In one of the most important changes, nursing students will probably face annual tuition hikes of $619, less than a quarter of the $2,700 they faced under the previous proposal. Nursing programs have lost some federal funding and must backfill with tuition, officials said.
"It's a balancing act," UC system spokeswoman Dianne Klein said of the much-reduced tuition proposal. The university needs enough money to maintain "top-notch programs to attract the best graduate students, but we also don't want to alienate the people who make the decisions for state funding for the university."
However, she warned that the tuition freeze for most graduate and professional school students may not last beyond the 2013-14 academic year. "This is not a long-term blueprint. This is the very minimum we believe we need to go another year. It's not a sustainable model," she added.
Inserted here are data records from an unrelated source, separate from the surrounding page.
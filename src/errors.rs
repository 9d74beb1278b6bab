//! Unified error types and result handling.
//!
//! A single crate-wide error enum keeps the failure taxonomy small: input
//! validation failures (user-correctable, rejected before any I/O), missing
//! identifiers, and store I/O failures. Everything else converts in via
//! `#[from]`.

use std::path::PathBuf;
use thiserror::Error;

#[derive(Debug, Error)]
pub enum Error {
    /// A required or malformed field was rejected before touching the store.
    #[error("Validation failed for `{field}`: {message}")]
    Validation {
        /// The offending input field
        field: &'static str,
        /// Human-readable explanation
        message: String,
    },

    /// An operation targeted a license id that is not in the store.
    #[error("License not found: {id}")]
    LicenseNotFound {
        /// The id that was looked up
        id: String,
    },

    /// The backing file could not be read.
    #[error("Failed to read store file {path}: {source}")]
    StoreRead {
        /// Path of the file that failed
        path: PathBuf,
        /// Underlying I/O failure
        source: std::io::Error,
    },

    /// The backing file could not be written.
    #[error("Failed to write store file {path}: {source}")]
    StoreWrite {
        /// Path of the file that failed
        path: PathBuf,
        /// Underlying I/O failure
        source: std::io::Error,
    },

    #[error("Configuration error: {message}")]
    Config {
        /// What went wrong while loading configuration
        message: String,
    },

    #[error("CSV error: {0}")]
    Csv(#[from] csv::Error),

    #[error("I/O error: {0}")]
    Io(#[from] std::io::Error),

    #[error("Environment variable error: {0}")]
    EnvVar(#[from] std::env::VarError),
}

// Convenience `Result` type
pub type Result<T> = std::result::Result<T, Error>;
UC student regent Cinthia Flores described the change as "a step in the right direction" and said most graduate students will be pleased that the tuition freeze now will benefit not just undergraduates. "The UC system is finally starting to understand its commitment to higher education extends from the undergraduate level to the professional level," said Flores, who is a UC Irvine law student.
For months now, it has been settled that undergraduate tuition at UC won't increase next year. That will stay the same for the second year in a row, thanks in part to the tax hikes state voters approved last November.
Yet until now, much uncertainty surrounded tuition in some master's and professional studies. The fate of those fees were among the final major decisions facing UC President Mark G. Yudof, who is leaving his post in late August.
In November, Yudof sought to raise 2013-14 fees for 56 professional and graduate degree programs, most by less than 10%. Those ranged from $144 more annually for a preventive veterinary medicine degree at UC Davis to a $3,256 increase for a business degree at UC Berkeley.
That proposal was put on hold after Gov. Jerry Brown said it was unseemly just days after voters approved Proposition 30, which boosts sales and some income taxes. Assembly Speaker John PĂ©rez has been telling UC not to revive the idea, saying it would add too much student loan debt.
Graduate and professional degree students generally pay basic tuition of about $12,200. (Non-residents pay more.) In addition, about 14,000 of them are charged so-called professional degree supplemental tuition that ranges from $4,000 for a master's in social welfare at UC Berkeley to $38,548 for a master's degree in business at UC Berkeley, with a wide variety of costs for such fields as urban planning, dentistry, architecture, engineering, law and environmental science.
Despite student protests, the university over the last five years has imposed those supplemental fees on more programs, widening the scope from the traditional categories of law, medicine and dentistry to fields that often lead to less lucrative careers, such as public health, art, education and social work. (Students in more purely academic studies such as doctorates in English or chemistry did not face those supplemental charges.)
The UC regents are expected to approve Yudof's new proposal, which includes financial aid for needy graduate students, at a meeting July 16-18 in San Francisco. Under the plan, supplemental tuition would be increased only at nursing programs at the UCLA, Davis, Irvine and San Francisco campuses.
In addition, according to Klein, the supplemental fees would affect four new master's programs: $28,900 for UC Santa Cruz studies in games and playable media; $23,000 for UC Santa Cruz's technology and information management; $10,400 for UC Davis' health services and physician assistant studies; and $30,330 in a joint UC Berkeley-UC San Francisco program in translational medicine, which will train students to bring new inventions to patient care.
Yudof recently approved a plan for the full-time business master's degree program at UCLA's Anderson School of Management that will rely wholly on tuition and donations rather than state funding. He is expected to approve a tuition hike for those students without needing a vote of the regents.